Exercise goal ▸ Copy the lines below exactly, starting at the line that contains "the DriveFS surfaces." and stopping after the last line, and include no other lines.

(Items from a data source)
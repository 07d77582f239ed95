use drivefs_core::DriveCore;
use drivefs_core::config::{RawCacheSettings, cache_config_from_raw, core_config_from_env_values};
use std::future::Future;
use tracing_subscriber::{layer::SubscriberExt, util::SubscriberInitExt};

/// Main entry point for the DriveFS server
///
/// Opens the core once and serves both surfaces from it concurrently:
/// - REST API on port 3000 (configurable via DRIVEFS_REST_ADDR)
/// - WebDAV under `/dav` on port 3001 (configurable via DRIVEFS_DAV_ADDR)
///
/// The REST API authenticates with bearer tokens, WebDAV with HTTP Basic and the user's
/// WebDAV password. Both are issued with the `drivefs` CLI.
///
/// # Environment Variables
/// - `DRIVEFS_REST_ADDR`: REST server address (default: "0.0.0.0:3000")
/// - `DRIVEFS_DAV_ADDR`: WebDAV server address (default: "0.0.0.0:3001")
/// - `DRIVEFS_DATA_DIR`: Root of the storage tree (default: "drivefs_data")
/// - `DRIVEFS_DB_PATH`: SQLite database (default: `<data dir>/drivefs.db`)
/// - `REDIS_*` and `DRIVEFS_*CACHE*`: cache settings
///
/// # Returns
/// * `Ok(())` - After both servers have shut down on Ctrl-C
/// * `Err(anyhow::Error)` - If configuration, startup or either server fails
#[tokio::main]
async fn main() -> anyhow::Result<()> {
    dotenvy::dotenv().ok();

    tracing_subscriber::registry()
        .with(
            tracing_subscriber::EnvFilter::from_default_env()
                .add_directive("drivefs_run=info".parse()?)
                .add_directive("drivefs_core=info".parse()?)
                .add_directive("api_rest=info".parse()?)
                .add_directive("api_dav=info".parse()?),
        )
        .with(tracing_subscriber::fmt::layer())
        .init();

    let rest_addr = std::env::var("DRIVEFS_REST_ADDR").unwrap_or_else(|_| "0.0.0.0:3000".into());
    let dav_addr = std::env::var("DRIVEFS_DAV_ADDR").unwrap_or_else(|_| "0.0.0.0:3001".into());

    let config = core_config_from_env_values(
        std::env::var("DRIVEFS_DATA_DIR").ok(),
        std::env::var("DRIVEFS_DB_PATH").ok(),
    )?;
    let cache_config = cache_config_from_raw(RawCacheSettings::from_lookup(|k| {
        std::env::var(k).ok()
    }))?;
    let core = DriveCore::open(config, &cache_config).await?;

    tracing::info!("++ Starting DriveFS REST on {}", rest_addr);
    tracing::info!("++ Starting DriveFS WebDAV on {}{}", dav_addr, api_dav::DAV_PREFIX);

    let rest_listener = tokio::net::TcpListener::bind(&rest_addr).await?;
    let dav_listener = tokio::net::TcpListener::bind(&dav_addr).await?;

    let rest_server = axum::serve(rest_listener, api_rest::router(core.clone()))
        .with_graceful_shutdown(shutdown_signal());
    let dav_server = axum::serve(dav_listener, api_dav::router(core.clone()))
        .with_graceful_shutdown(shutdown_signal());

    // Run both
    let (rest_result, dav_result) = tokio::join!(rest_server.into_future(), dav_server.into_future());

    core.close().await;
    rest_result?;
    dav_result?;
    Ok(())
}

fn shutdown_signal() -> impl Future<Output = ()> {
    async {
        tokio::signal::ctrl_c().await.ok();
        tracing::info!("-- Shutting down");
    }
}
//! # API Shared
//!
//! Shared utilities and definitions for the DriveFS surfaces.
//!
//! Contains:
//! - Request/response types with OpenAPI schemas (`dto` module)
//! - Authentication: API token digests and WebDAV application passwords
//! - The error-to-status mapping both HTTP surfaces answer with
//! - Shared services like `HealthService`
//!
//! Used by `api-rest` and `api-dav`.

pub mod auth;
pub mod dto;
pub mod error;
pub mod health;

pub use error::{auth_status_for, status_for};
pub use health::HealthService;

Answer to this task ▸
//! Shared utilities and definitions for the DriveFS surfaces.
//!
//! Contains:
//! - Request/response types with OpenAPI schemas (`dto` module)
//! - Authentication: API token digests and WebDAV application passwords
//! - The error-to-status mapping both HTTP surfaces answer with
//! - Shared services like `HealthService`
//!
//! Used by `api-rest` and `api-dav`.

pub mod auth;
pub mod dto;
pub mod error;
pub mod health;

pub use error::{auth_status_for, status_for};
pub use health::HealthService;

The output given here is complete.